_Instructions to follow_:
Exactly the lines from the start of the data below through the line containing "fn is_terminal(self) ->" must be returned, and no others.

_Excerpted records_:
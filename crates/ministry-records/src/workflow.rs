//! Review workflow graph
//!
//! Every legal status edge lives in [`StatusGraph::successors`]; nothing
//! else in the workspace compares status values to decide what is allowed.

use crate::error::WorkflowError;
use crate::status::{DonationStatus, PartnershipStatus, Status};

/// A status enumeration with a fixed directed transition graph
pub trait StatusGraph: Copy + Eq + Into<Status> + 'static {
    /// States reachable from `self` in one step
    fn successors(self) -> &'static [Self];

    /// No outgoing edges
    #[inline]
    fn is_terminal(self) -> bool {
        self.successors().is_empty()
    }

    #[inline]
    fn can_transition_to(self, to: Self) -> bool {
        self.successors().contains(&to)
    }
}

impl StatusGraph for PartnershipStatus {
    fn successors(self) -> &'static [Self] {
        use PartnershipStatus::*;
        match self {
            Pending => &[UnderReview, Approved, Rejected],
            UnderReview => &[Approved, Rejected],
            Approved | Rejected => &[],
        }
    }
}

impl StatusGraph for DonationStatus {
    fn successors(self) -> &'static [Self] {
        &[]
    }
}

/// Validates a single edge of a status graph
pub fn validate_transition<S: StatusGraph>(from: S, to: S) -> Result<(), WorkflowError> {
    if from.can_transition_to(to) {
        Ok(())
    } else {
        Err(WorkflowError::IllegalTransition {
            from: from.into(),
            to: to.into(),
        })
    }
}

/// Validates a status change requested by an admin
///
/// Donation statuses are externally owned and always rejected with
/// [`WorkflowError::ReadOnly`]; mixing vocabularies is rejected with
/// [`WorkflowError::KindMismatch`].
pub fn validate_status_change(from: Status, to: Status) -> Result<(), WorkflowError> {
    match (from, to) {
        (Status::Partnership(from), Status::Partnership(to)) => validate_transition(from, to),
        (Status::Donation(_), Status::Donation(_)) => Err(WorkflowError::ReadOnly {
            kind: from.kind(),
        }),
        _ => Err(WorkflowError::KindMismatch {
            expected: from.kind(),
            found: to.kind(),
        }),
    }
}
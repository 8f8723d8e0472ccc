//! Ministry Records
//!
//! Typed records browsed by the admin console and the rules that govern them.
//!
//! # Core Concepts
//!
//! - [`Record`]: a normalized row (donation, partnership request or gallery image)
//! - [`RecordBody`]: tagged union over the record subtypes
//! - [`Status`]: closed status enumerations for workflow-capable kinds
//! - [`StatusGraph`]: the review transition table, consulted by [`validate_status_change`]
//! - [`NewRecord`]: validated creation forms (partnership form, gallery upload)
//!
//! # Example
//!
//! ```rust,ignore
//! use ministry_records::{PartnershipStatus, StatusGraph};
//!
//! assert!(PartnershipStatus::Pending.can_transition_to(PartnershipStatus::UnderReview));
//! assert!(PartnershipStatus::Approved.is_terminal());
//! ```

#![warn(unreachable_pub)]
#![allow(missing_docs)]

mod error;
mod form;
mod id;
mod kind;
mod money;
mod payload;
mod record;
mod status;
mod workflow;

pub use error::{FormError, PayloadError, WorkflowError};
pub use form::{FormStep, GalleryUpload, NewRecord, PartnershipForm};
pub use id::RecordId;
pub use kind::RecordKind;
pub use money::{format_minor, Money, DEFAULT_CURRENCY};
pub use payload::DEFAULT_GALLERY_CATEGORY;
pub use record::{
    Donation, FinancialPledge, GalleryImage, PartnershipKind, PartnershipRequest, PledgeFrequency,
    Record, RecordBody, VolunteerOffer,
};
pub use status::{DonationStatus, PartnershipStatus, Status};
pub use workflow::{validate_status_change, validate_transition, StatusGraph};

/// Version of this crate
pub const VERSION: &str = env!("CARGO_PKG_VERSION");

_Finished task_:
filename crates/ministry-records/src/workflow.rs
//! Review workflow graph
//!
//! Every legal status edge lives in [`StatusGraph::successors`]; nothing
//! else in the workspace compares status values to decide what is allowed.

use crate::error::WorkflowError;
use crate::status::{DonationStatus, PartnershipStatus, Status};

/// A status enumeration with a fixed directed transition graph
pub trait StatusGraph: Copy + Eq + Into<Status> + 'static {
    /// States reachable from `self` in one step
    fn successors(self) -> &'static [Self];

    /// No outgoing edges
    #[inline]
    fn is_terminal(self) -> bool {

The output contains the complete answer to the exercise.